There are also other alternative treatments available:

  • Hypnosis: A professional will help you get into relaxed state where you will be taught to relax your abdominal muscles. It helps in reducing abdominal pain.

  • Training Related to Mindfulness: It is about being aware of sensations. Research suggests it is helpful in easing symptoms of pain.

  • Acupuncture: It helps in improving symptoms in people with IBS.

  • Peppermint: It is an antispasmodic that relaxes muscles in the intestines providing short term relief.

  • Probiotics: These are good bacteria living in the gut and found in foods like yogurt and other dietary supplements. These help in getting rid of symptoms like pain and bloating of stomach.

OTC Medications and Self-Management Methods for Irritable Bowel Syndrome

OTC Medications for Irritable Bowel Syndrome:

otc medications for irritable bowel syndrome

Osmotic laxatives like polyethylene glycol (Miralax) can be bought over the counter. This works by pulling water back in the stool thereby softening it. These make the stool easier to pass but these have been found to help only in cases of constipation. Other symptoms can worsen with its use. Side effects include diarrhea, dehydration and bloating.
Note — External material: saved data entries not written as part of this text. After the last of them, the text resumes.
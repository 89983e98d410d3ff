pub mod file_info;
pub mod source;
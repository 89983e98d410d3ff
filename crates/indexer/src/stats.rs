use crate::analysis::builder::BuildReport;
use crate::parsing::processor::{ErroredFile, SkippedFile};
use chrono::{DateTime, Utc};
use database::graph::GraphStore;
use serde::{Deserialize, Serialize};
use std::collections::BTreeMap;
use std::time::Duration;
use ts_rs::TS;

/// Summary of one project build, returned by the CLI and the rebuild endpoint
#[derive(Debug, Clone, PartialEq, Serialize, Deserialize, TS)]
#[serde(rename_all = "camelCase")]
#[ts(export, export_to = "api.ts")]
pub struct BuildStatistics {
    pub ckg_version: String,
    pub project_path: String,
    /// Snapshot generation the build was installed as, 0 until installed
    #[ts(type = "number")]
    pub generation: u64,
    #[ts(type = "string")]
    pub built_at: DateTime<Utc>,
    pub duration_seconds: f64,
    pub files_discovered: usize,
    pub files_processed: usize,
    pub files_skipped: usize,
    pub files_errored: usize,
    pub node_count: usize,
    pub relationship_count: usize,
    pub external_node_count: usize,
    pub duplicate_key_count: usize,
    pub orphaned_member_count: usize,
    pub node_type_counts: BTreeMap<String, usize>,
    pub relationship_type_counts: BTreeMap<String, usize>,
    pub skipped_files: Vec<SkippedFile>,
    pub errored_files: Vec<ErroredFile>,
}

pub struct StatisticsInput<'a> {
    pub project_path: String,
    pub files_discovered: usize,
    pub files_processed: usize,
    pub skipped_files: Vec<SkippedFile>,
    pub errored_files: Vec<ErroredFile>,
    pub store: &'a GraphStore,
    pub report: &'a BuildReport,
    pub duration: Duration,
}

pub fn finalize_build_statistics(input: StatisticsInput<'_>) -> BuildStatistics {
    let mut node_type_counts: BTreeMap<String, usize> = BTreeMap::new();
    for node in input.store.nodes() {
        *node_type_counts
            .entry(node.node_type.to_string())
            .or_insert(0) += 1;
    }

    let mut relationship_type_counts: BTreeMap<String, usize> = BTreeMap::new();
    for relationship in input.store.relationships() {
        *relationship_type_counts
            .entry(relationship.relationship_type.as_str().to_string())
            .or_insert(0) += 1;
    }

    BuildStatistics {
        ckg_version: env!("CARGO_PKG_VERSION").to_string(),
        project_path: input.project_path,
        generation: 0,
        built_at: Utc::now(),
        duration_seconds: input.duration.as_secs_f64(),
        files_discovered: input.files_discovered,
        files_processed: input.files_processed,
        files_skipped: input.skipped_files.len(),
        files_errored: input.errored_files.len(),
        node_count: input.store.node_count(),
        relationship_count: input.store.relationship_count(),
        external_node_count: input.report.external_nodes,
        duplicate_key_count: input.report.duplicate_keys,
        orphaned_member_count: input.report.orphaned_members,
        node_type_counts,
        relationship_type_counts,
        skipped_files: input.skipped_files,
        errored_files: input.errored_files,
    }
}

#[cfg(test)]
mod tests {
    use super::*;
    use database::graph::{NewNode, NodeType, RelationshipType};

    #[test]
    fn test_counts_by_type() {
        let mut store = GraphStore::new();
        let class = store
            .add_node(NewNode::new("A", "A", NodeType::Class).in_file("A.java", 1))
            .unwrap();
        let method = store
            .add_node(NewNode::new("A#run()", "run", NodeType::Method).in_file("A.java", 2))
            .unwrap();
        store
            .add_relationship(RelationshipType::Contains, class, method, None, BTreeMap::new())
            .unwrap();

        let statistics = finalize_build_statistics(StatisticsInput {
            project_path: "/tmp/project".to_string(),
            files_discovered: 2,
            files_processed: 1,
            skipped_files: vec![SkippedFile {
                file_path: "Big.java.tree.json".to_string(),
                reason: "too big".to_string(),
                file_size: Some(10),
            }],
            errored_files: vec![],
            store: &store,
            report: &BuildReport::default(),
            duration: Duration::from_millis(5),
        });

        assert_eq!(statistics.node_type_counts.get("CLASS"), Some(&1));
        assert_eq!(statistics.node_type_counts.get("METHOD"), Some(&1));
        assert_eq!(statistics.relationship_type_counts.get("CONTAINS"), Some(&1));
        assert_eq!(statistics.files_skipped, 1);
        assert_eq!(statistics.generation, 0);

        let json = serde_json::to_value(&statistics).unwrap();
        assert_eq!(json["nodeCount"], 2);
        assert_eq!(json["skippedFiles"][0]["filePath"], "Big.java.tree.json");
    }
}
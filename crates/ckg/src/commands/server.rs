use anyhow::Result;
use http_server::AppState;
use slice_manager::DataDirectory;
use std::path::PathBuf;
use tracing::info;

use crate::utils::{
    ServerInfo, ServerLockInfo, is_server_running, remove_lock_file, write_lock_info,
};

pub struct ServerArgs {
    pub project_path: PathBuf,
    pub port: Option<u16>,
    pub threads: usize,
}

pub fn print_server_info(port: u16) -> Result<()> {
    let server_info = ServerInfo { port };
    println!("{}", serde_json::to_string(&server_info)?);
    Ok(())
}

pub async fn run(args: ServerArgs, data_directory: DataDirectory) -> Result<()> {
    if let Some(port) = is_server_running(&data_directory)? {
        // print server info to stdout for caller to allow connection
        print_server_info(port)?;
        return Ok(());
    }

    let port = match args.port {
        Some(port) => port,
        None => http_server::find_unused_port()?,
    };
    let project_root = args.project_path.canonicalize()?;
    let (state, statistics) =
        AppState::for_project(project_root, &data_directory, args.threads, port)?;
    info!(
        "Serving {} nodes from {}",
        statistics.node_count, statistics.project_path
    );

    write_lock_info(
        &data_directory,
        &ServerLockInfo {
            port,
            pid: Some(std::process::id()),
        },
    )?;
    print_server_info(port)?;

    let result = http_server::run(state).await;
    remove_lock_file(&data_directory)?;
    result
}
use crate::errors::{QueryError, Result};
use crate::types::{NodeWithRelationships, QueryNode, RelationshipView, node_order};
use database::graph::{CodeNode, GraphStore, NodeId, Relationship};
use rustc_hash::FxHashSet;
use serde::{Deserialize, Serialize};
use std::collections::VecDeque;
use ts_rs::TS;

#[derive(Debug, Clone, PartialEq, Eq, Serialize, Deserialize, TS)]
#[serde(rename_all = "camelCase")]
#[ts(export, export_to = "api.ts")]
pub struct HierarchyEntry {
    pub node: QueryNode,
    /// Number of INHERITS/IMPLEMENTS hops from the root
    pub distance: usize,
}

#[derive(Debug, Clone, PartialEq, Eq, Serialize, Deserialize, TS)]
#[serde(rename_all = "camelCase")]
#[ts(export, export_to = "api.ts")]
pub struct TypeHierarchy {
    pub root: QueryNode,
    pub ancestors: Vec<HierarchyEntry>,
    pub descendants: Vec<HierarchyEntry>,
}

#[derive(Clone, Copy)]
enum Direction {
    Up,
    Down,
}

fn inheritance_neighbours(
    store: &GraphStore,
    id: NodeId,
    direction: Direction,
) -> impl Iterator<Item = NodeId> + '_ {
    let edges: Box<dyn Iterator<Item = &Relationship> + '_> = match direction {
        Direction::Up => Box::new(store.outgoing(id, None)),
        Direction::Down => Box::new(store.incoming(id, None)),
    };
    edges
        .filter(|rel| rel.relationship_type.is_inheritance())
        .map(move |rel| match direction {
            Direction::Up => rel.target_id,
            Direction::Down => rel.source_id,
        })
}

fn direct(store: &GraphStore, id: NodeId, direction: Direction) -> Result<Vec<&CodeNode>> {
    store.node(id).map_err(|_| QueryError::NodeNotFound(id))?;
    let mut seen = FxHashSet::default();
    let mut nodes: Vec<&CodeNode> = inheritance_neighbours(store, id, direction)
        .filter(|other| seen.insert(*other))
        .filter_map(|other| store.get_node(other))
        .collect();
    nodes.sort_by(|a, b| node_order(a, b));
    Ok(nodes)
}

/// Direct supertypes: targets of outgoing INHERITS and IMPLEMENTS edges
pub fn supertypes(store: &GraphStore, id: NodeId) -> Result<Vec<&CodeNode>> {
    direct(store, id, Direction::Up)
}

/// Direct subtypes: sources of incoming INHERITS and IMPLEMENTS edges
pub fn subtypes(store: &GraphStore, id: NodeId) -> Result<Vec<&CodeNode>> {
    direct(store, id, Direction::Down)
}

fn walk(store: &GraphStore, root: NodeId, direction: Direction) -> Vec<HierarchyEntry> {
    let mut visited = FxHashSet::default();
    visited.insert(root);
    let mut queue = VecDeque::from([(root, 0usize)]);
    let mut found: Vec<(&CodeNode, usize)> = Vec::new();

    while let Some((current, distance)) = queue.pop_front() {
        for next in inheritance_neighbours(store, current, direction) {
            if visited.insert(next) {
                if let Some(node) = store.get_node(next) {
                    found.push((node, distance + 1));
                }
                queue.push_back((next, distance + 1));
            }
        }
    }

    found.sort_by(|(a, da), (b, db)| da.cmp(db).then_with(|| node_order(a, b)));
    found
        .into_iter()
        .map(|(node, distance)| HierarchyEntry {
            node: QueryNode::from(node),
            distance,
        })
        .collect()
}

/// Transitive ancestors and descendants of a type, nearest first
pub fn hierarchy(store: &GraphStore, id: NodeId) -> Result<TypeHierarchy> {
    let root = store.node(id).map_err(|_| QueryError::NodeNotFound(id))?;
    Ok(TypeHierarchy {
        root: QueryNode::from(root),
        ancestors: walk(store, id, Direction::Up),
        descendants: walk(store, id, Direction::Down),
    })
}

/// A node with all of its edges, each labelled with the node on its other end
pub fn node_with_relationships(store: &GraphStore, id: NodeId) -> Result<NodeWithRelationships> {
    let node = store.node(id).map_err(|_| QueryError::NodeNotFound(id))?;
    let outgoing_relationships = store
        .outgoing(id, None)
        .filter_map(|rel| store.get_node(rel.target_id).map(|other| RelationshipView::new(rel, other)))
        .collect();
    let incoming_relationships = store
        .incoming(id, None)
        .filter_map(|rel| store.get_node(rel.source_id).map(|other| RelationshipView::new(rel, other)))
        .collect();

    Ok(NodeWithRelationships {
        node: node.clone(),
        outgoing_relationships,
        incoming_relationships,
    })
}

#[cfg(test)]
mod tests {
    use super::*;
    use database::graph::{NodeType, RelationshipType};
    use database::testing::GraphFixture;

    #[test]
    fn test_direct_and_transitive_hierarchy() {
        let mut fixture = GraphFixture::new();
        let entity = fixture.class("Entity", "src/Entity.java");
        let auditable = fixture.type_node("Auditable", NodeType::Interface, "src/Auditable.java", 1);
        let order = fixture.class("Order", "src/Order.java");
        let rush = fixture.class("RushOrder", "src/RushOrder.java");
        fixture.relate(RelationshipType::Inherits, order, entity);
        fixture.relate(RelationshipType::Implements, order, auditable);
        fixture.relate(RelationshipType::Inherits, rush, order);
        let graph = fixture.build();
        let store = graph.store();

        let names = |nodes: Vec<&CodeNode>| -> Vec<String> {
            nodes.into_iter().map(|n| n.name.clone()).collect()
        };
        assert_eq!(names(supertypes(store, order).unwrap()), vec!["Entity", "Auditable"]);
        assert_eq!(names(subtypes(store, order).unwrap()), vec!["RushOrder"]);

        let tree = hierarchy(store, rush).unwrap();
        let ancestors: Vec<(&str, usize)> = tree
            .ancestors
            .iter()
            .map(|e| (e.node.name.as_str(), e.distance))
            .collect();
        assert_eq!(ancestors, vec![("Order", 1), ("Entity", 2), ("Auditable", 2)]);
        assert!(tree.descendants.is_empty());

        let from_entity = hierarchy(store, entity).unwrap();
        assert_eq!(from_entity.descendants.len(), 2);
        assert_eq!(from_entity.descendants[1].distance, 2);
    }

    #[test]
    fn test_cyclic_inheritance_terminates() {
        let mut fixture = GraphFixture::new();
        let a = fixture.class("A", "src/A.java");
        let b = fixture.class("B", "src/B.java");
        fixture.relate(RelationshipType::Inherits, a, b);
        fixture.relate(RelationshipType::Inherits, b, a);
        let graph = fixture.build();

        let tree = hierarchy(graph.store(), a).unwrap();
        assert_eq!(tree.ancestors.len(), 1);
        assert_eq!(tree.descendants.len(), 1);
        assert_eq!(hierarchy(graph.store(), 99), Err(QueryError::NodeNotFound(99)));
    }

    #[test]
    fn test_node_with_relationships_lists_both_directions() {
        let mut fixture = GraphFixture::new();
        let class = fixture.class("Cart", "src/Cart.java");
        let add = fixture.method(class, "add", 3);
        let total = fixture.method(class, "total", 9);
        fixture.calls(add, total);
        let graph = fixture.build();

        let view = node_with_relationships(graph.store(), add).unwrap();
        assert_eq!(view.node.name, "add");
        assert_eq!(view.outgoing_relationships.len(), 1);
        let call = &view.outgoing_relationships[0];
        assert_eq!(call.relationship_type, RelationshipType::Calls);
        assert_eq!(call.related_node_id, total);
        assert_eq!(call.related_node_name, "total");
        assert_eq!(call.related_node_type, NodeType::Method);

        assert_eq!(view.incoming_relationships.len(), 1);
        let parent = &view.incoming_relationships[0];
        assert_eq!(parent.relationship_type, RelationshipType::Contains);
        assert_eq!(parent.related_node_name, "Cart");
        assert_eq!(parent.related_node_type, NodeType::Class);
    }

    #[test]
    fn test_node_with_relationships_serializes_flat() {
        let mut fixture = GraphFixture::new();
        let class = fixture.class("Cart", "src/Cart.java");
        let add = fixture.method(class, "add", 3);
        let total = fixture.method(class, "total", 9);
        fixture.calls(add, total);
        let graph = fixture.build();

        let view = node_with_relationships(graph.store(), total).unwrap();
        let json = serde_json::to_value(&view).unwrap();

        assert_eq!(json["name"], "total");
        assert_eq!(json["nodeType"], "METHOD");
        assert!(json.get("node").is_none());
        let incoming = json["incomingRelationships"].as_array().unwrap();
        assert_eq!(incoming.len(), 2);
        assert!(incoming.iter().any(|edge| {
            edge["relationshipType"] == "CALLS"
                && edge["relatedNodeName"] == "add"
                && edge["relatedNodeId"] == add
                && edge["relatedNodeType"] == "METHOD"
        }));
        assert!(incoming[0].get("relationshipId").is_some());
        assert!(json["outgoingRelationships"].as_array().unwrap().is_empty());
    }
}
use crate::errors::{QueryError, Result};
use database::graph::{KnowledgeGraph, NodeType};
use serde::{Deserialize, Serialize};
use strum::{AsRefStr, Display};
use ts_rs::TS;

/// Weight of the per-method decision density in the score
const DENSITY_WEIGHT: f64 = 0.7;
/// Weight of the file's size relative to the largest file
const SIZE_WEIGHT: f64 = 0.3;
/// Density at which the density term reaches half its weight
const DENSITY_MIDPOINT: f64 = 5.0;

#[derive(
    Debug, Clone, Copy, PartialEq, Eq, PartialOrd, Ord, Serialize, Deserialize, Display, AsRefStr, TS,
)]
#[serde(rename_all = "SCREAMING_SNAKE_CASE")]
#[strum(serialize_all = "SCREAMING_SNAKE_CASE")]
#[ts(export, export_to = "api.ts")]
pub enum ComplexityLevel {
    Low,
    Medium,
    High,
    VeryHigh,
}

impl ComplexityLevel {
    pub fn from_score(score: f64) -> Self {
        if score >= 0.75 {
            ComplexityLevel::VeryHigh
        } else if score >= 0.50 {
            ComplexityLevel::High
        } else if score >= 0.25 {
            ComplexityLevel::Medium
        } else {
            ComplexityLevel::Low
        }
    }
}

#[derive(Debug, Clone, PartialEq, Serialize, Deserialize, TS)]
#[serde(rename_all = "camelCase")]
#[ts(export, export_to = "api.ts")]
pub struct FileComplexity {
    pub file_path: String,
    pub cyclomatic_complexity: u32,
    pub lines_of_code: u32,
    pub number_of_methods: u32,
    pub complexity_score: f64,
    pub complexity_level: ComplexityLevel,
}

/// Score in [0, 1]; strictly increasing in `cyclomatic_complexity` and
/// non-decreasing in `lines_of_code`
pub fn complexity_score(
    cyclomatic_complexity: u32,
    number_of_methods: u32,
    lines_of_code: u32,
    max_lines_of_code: u32,
) -> f64 {
    let density = f64::from(cyclomatic_complexity) / f64::from(number_of_methods.max(1));
    let density_term = DENSITY_WEIGHT * density / (density + DENSITY_MIDPOINT);
    let size_term = if max_lines_of_code == 0 {
        0.0
    } else {
        SIZE_WEIGHT * f64::from(lines_of_code) / f64::from(max_lines_of_code)
    };
    (density_term + size_term).clamp(0.0, 1.0)
}

fn measure(graph: &KnowledgeGraph, file_path: &str, max_lines_of_code: u32) -> FileComplexity {
    let callables: Vec<_> = graph
        .store()
        .nodes_in_file(file_path)
        .into_iter()
        .filter(|node| {
            matches!(
                node.node_type,
                NodeType::Method | NodeType::Constructor | NodeType::Function
            )
        })
        .collect();

    let decision_points: u32 = callables
        .iter()
        .map(|node| graph.facts().decision_points(node.id))
        .sum();
    let cyclomatic_complexity = 1 + decision_points;
    let number_of_methods = callables.len() as u32;
    let lines_of_code = graph
        .facts()
        .file(file_path)
        .map(|f| f.lines_of_code)
        .unwrap_or(0);

    let complexity_score = complexity_score(
        cyclomatic_complexity,
        number_of_methods,
        lines_of_code,
        max_lines_of_code,
    );

    FileComplexity {
        file_path: file_path.to_string(),
        cyclomatic_complexity,
        lines_of_code,
        number_of_methods,
        complexity_score,
        complexity_level: ComplexityLevel::from_score(complexity_score),
    }
}

pub fn file_complexity(graph: &KnowledgeGraph, file_path: &str) -> Result<FileComplexity> {
    if graph.facts().file(file_path).is_none() {
        return Err(QueryError::not_found("File", file_path));
    }
    Ok(measure(graph, file_path, graph.facts().max_lines_of_code()))
}

/// Every file under `path_prefix`, highest score first
pub fn project_complexity(graph: &KnowledgeGraph, path_prefix: Option<&str>) -> Vec<FileComplexity> {
    let max_lines_of_code = graph.facts().max_lines_of_code();
    let mut files: Vec<FileComplexity> = graph
        .facts()
        .files()
        .filter(|f| path_prefix.is_none_or(|prefix| f.file_path.starts_with(prefix)))
        .map(|f| measure(graph, &f.file_path, max_lines_of_code))
        .collect();

    files.sort_by(|a, b| {
        b.complexity_score
            .total_cmp(&a.complexity_score)
            .then_with(|| a.file_path.cmp(&b.file_path))
    });
    files
}

#[cfg(test)]
mod tests {
    use super::*;
    use database::graph::FileFacts;
    use database::testing::GraphFixture;

    fn record(fixture: &mut GraphFixture, file_path: &str, lines_of_code: u32) {
        fixture.facts_mut().record_file(FileFacts {
            file_path: file_path.to_string(),
            package_name: String::new(),
            lines_of_code,
        });
    }

    #[test]
    fn test_level_boundaries() {
        assert_eq!(ComplexityLevel::from_score(0.0), ComplexityLevel::Low);
        assert_eq!(ComplexityLevel::from_score(0.2499), ComplexityLevel::Low);
        assert_eq!(ComplexityLevel::from_score(0.25), ComplexityLevel::Medium);
        assert_eq!(ComplexityLevel::from_score(0.50), ComplexityLevel::High);
        assert_eq!(ComplexityLevel::from_score(0.75), ComplexityLevel::VeryHigh);
        assert_eq!(ComplexityLevel::from_score(1.0), ComplexityLevel::VeryHigh);
    }

    #[test]
    fn test_score_monotonic_and_bounded() {
        let mut previous = complexity_score(1, 2, 40, 100);
        for cc in 2..200 {
            let score = complexity_score(cc, 2, 40, 100);
            assert!(score > previous, "cc {cc}");
            assert!((0.0..=1.0).contains(&score));
            previous = score;
        }
        assert!(complexity_score(10, 2, 80, 100) > complexity_score(10, 2, 40, 100));
        assert_eq!(complexity_score(1, 0, 0, 0), 0.7 * 1.0 / 6.0);
    }

    #[test]
    fn test_file_complexity_sums_callables() {
        let mut fixture = GraphFixture::new();
        let class = fixture.class("Order", "src/Order.java");
        let place = fixture.method(class, "place", 3);
        let ship = fixture.method(class, "ship", 12);
        let ctor = fixture.member(class, "Order", NodeType::Constructor, 2, true);
        fixture.facts_mut().record_decision_points(place, 4);
        fixture.facts_mut().record_decision_points(ship, 2);
        fixture.facts_mut().record_decision_points(ctor, 0);
        record(&mut fixture, "src/Order.java", 50);
        record(&mut fixture, "src/Big.java", 200);
        let graph = fixture.build();

        let report = file_complexity(&graph, "src/Order.java").unwrap();
        assert_eq!(report.cyclomatic_complexity, 7);
        assert_eq!(report.number_of_methods, 3);
        assert_eq!(report.lines_of_code, 50);
        assert_eq!(report.complexity_score, complexity_score(7, 3, 50, 200));

        assert_eq!(
            file_complexity(&graph, "src/Missing.java"),
            Err(QueryError::not_found("File", "src/Missing.java"))
        );
    }

    #[test]
    fn test_project_report_sorted_by_score() {
        let mut fixture = GraphFixture::new();
        let simple = fixture.class("Simple", "src/a/Simple.java");
        fixture.method(simple, "get", 2);
        let tangled = fixture.class("Tangled", "src/a/Tangled.java");
        let knot = fixture.method(tangled, "knot", 2);
        fixture.facts_mut().record_decision_points(knot, 30);
        fixture.class("Elsewhere", "lib/Elsewhere.java");
        record(&mut fixture, "src/a/Simple.java", 10);
        record(&mut fixture, "src/a/Tangled.java", 90);
        record(&mut fixture, "lib/Elsewhere.java", 100);
        let graph = fixture.build();

        let scoped = project_complexity(&graph, Some("src/"));
        let order: Vec<&str> = scoped.iter().map(|f| f.file_path.as_str()).collect();
        assert_eq!(order, vec!["src/a/Tangled.java", "src/a/Simple.java"]);
        assert_eq!(scoped[0].complexity_level, ComplexityLevel::VeryHigh);
        assert_eq!(project_complexity(&graph, None).len(), 3);
    }
}
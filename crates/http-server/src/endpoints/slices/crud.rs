use crate::AppState;
use crate::contract::{EmptyRequest, EndpointConfigTypes};
use crate::define_endpoint;
use crate::endpoints::shared::{StatusResponse, slice_error_response};
use axum::extract::{Path, State};
use axum::http::StatusCode;
use axum::response::{IntoResponse, Json, Response};
use serde::{Deserialize, Serialize};
use slice_manager::{CreateSliceRequest, FeatureSlice, UpdateSliceRequest};
use ts_rs::TS;

#[derive(Deserialize, Serialize, TS, Default, Clone, Debug)]
#[ts(export, export_to = "api.ts")]
pub struct SlicePathRequest {
    pub id: String,
}

#[derive(Serialize, Deserialize, TS, Default, Debug)]
#[ts(export, export_to = "api.ts")]
pub struct SliceListResponses {
    #[serde(rename = "200")]
    pub ok: Option<Vec<FeatureSlice>>,
    #[serde(rename = "201")]
    pub created: Option<FeatureSlice>,
    #[serde(rename = "400")]
    pub bad_request: Option<StatusResponse>,
    #[serde(rename = "500")]
    pub internal_server_error: Option<StatusResponse>,
}

pub struct SliceListEndpointConfig;

impl EndpointConfigTypes for SliceListEndpointConfig {
    type PathRequest = EmptyRequest;
    type BodyRequest = CreateSliceRequest;
    type QueryRequest = EmptyRequest;
    type Response = SliceListResponses;
}

// GET lists, POST creates
define_endpoint! {
    SliceListEndpoint,
    SliceListEndpointDef,
    Post,
    "/slices",
    ts_path_type = "\"/api/slices\"",
    config = SliceListEndpointConfig
}

#[derive(Serialize, Deserialize, TS, Default, Debug)]
#[ts(export, export_to = "api.ts")]
pub struct SliceResponses {
    #[serde(rename = "200")]
    pub ok: Option<FeatureSlice>,
    #[serde(rename = "400")]
    pub bad_request: Option<StatusResponse>,
    #[serde(rename = "404")]
    pub not_found: Option<StatusResponse>,
    #[serde(rename = "500")]
    pub internal_server_error: Option<StatusResponse>,
}

pub struct SliceEndpointConfig;

impl EndpointConfigTypes for SliceEndpointConfig {
    type PathRequest = SlicePathRequest;
    type BodyRequest = UpdateSliceRequest;
    type QueryRequest = EmptyRequest;
    type Response = SliceResponses;
}

// GET reads, PUT updates, DELETE removes
define_endpoint! {
    SliceEndpoint,
    SliceEndpointDef,
    Put,
    "/slices/{id}",
    ts_path_type = "`/api/slices/${string}`",
    config = SliceEndpointConfig
}

pub async fn slice_list_handler(State(state): State<AppState>) -> Response {
    match state.slices.list() {
        Ok(slices) => (StatusCode::OK, Json(slices)).into_response(),
        Err(e) => slice_error_response(&e),
    }
}

pub async fn slice_create_handler(
    State(state): State<AppState>,
    Json(body): Json<CreateSliceRequest>,
) -> Response {
    match state.slices.create(body) {
        Ok(slice) => (StatusCode::CREATED, Json(slice)).into_response(),
        Err(e) => slice_error_response(&e),
    }
}

pub async fn slice_get_handler(
    State(state): State<AppState>,
    Path(path_params): Path<SlicePathRequest>,
) -> Response {
    match state.slices.get(&path_params.id) {
        Ok(slice) => (StatusCode::OK, Json(slice)).into_response(),
        Err(e) => slice_error_response(&e),
    }
}

pub async fn slice_update_handler(
    State(state): State<AppState>,
    Path(path_params): Path<SlicePathRequest>,
    Json(body): Json<UpdateSliceRequest>,
) -> Response {
    match state.slices.update(&path_params.id, body) {
        Ok(slice) => (StatusCode::OK, Json(slice)).into_response(),
        Err(e) => slice_error_response(&e),
    }
}

pub async fn slice_delete_handler(
    State(state): State<AppState>,
    Path(path_params): Path<SlicePathRequest>,
) -> Response {
    match state.slices.delete(&path_params.id) {
        Ok(()) => StatusCode::NO_CONTENT.into_response(),
        Err(e) => slice_error_response(&e),
    }
}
Self-Management Methods for Irritable Bowel Syndrome:

  • Take FODMAP diet. FODMAP stands for fermentable, oligo- di- monosaccharides and polyols. These are found in grains, vegetables, fruits and dairy products.

  • Avoid problem foods that trigger your symptoms.

  • Eat regularly with not too much or too little gap between meals and exercise regularly.

  • Incorporating relaxation techniques like abdominal breathing, progressive muscle relaxation, Visualization of positive images have been related with reducing symptoms of IBS.

Thus, managing your stress and watching your diet are good ways to relieve IBS symptoms. It is also advised to talk to your health care provider to choose lifestyle techniques.

Natural Ways to Treat Irritable Bowel Syndrome

natural ways to treat irritable bowel syndrome

  • Go for citrus fruits: These foods help in digestion reducing inflammation of the digestive tract.

  • Let go of spicy foods and see if there is any difference.

  • Work out more often. Exercise helps by relieving stress which removes bowel discomfort by regulation of intestinal contractions.

  • Take as much rest as possible.

  • Eat more of fiber and less of dairy

  • Use laxatives with care.

Health Tip by Expert

“Eating vegetables like carrots could reduce symptoms of IBS as vegetables are rich in soluble fiber and can reduce diarrhea and constipation.”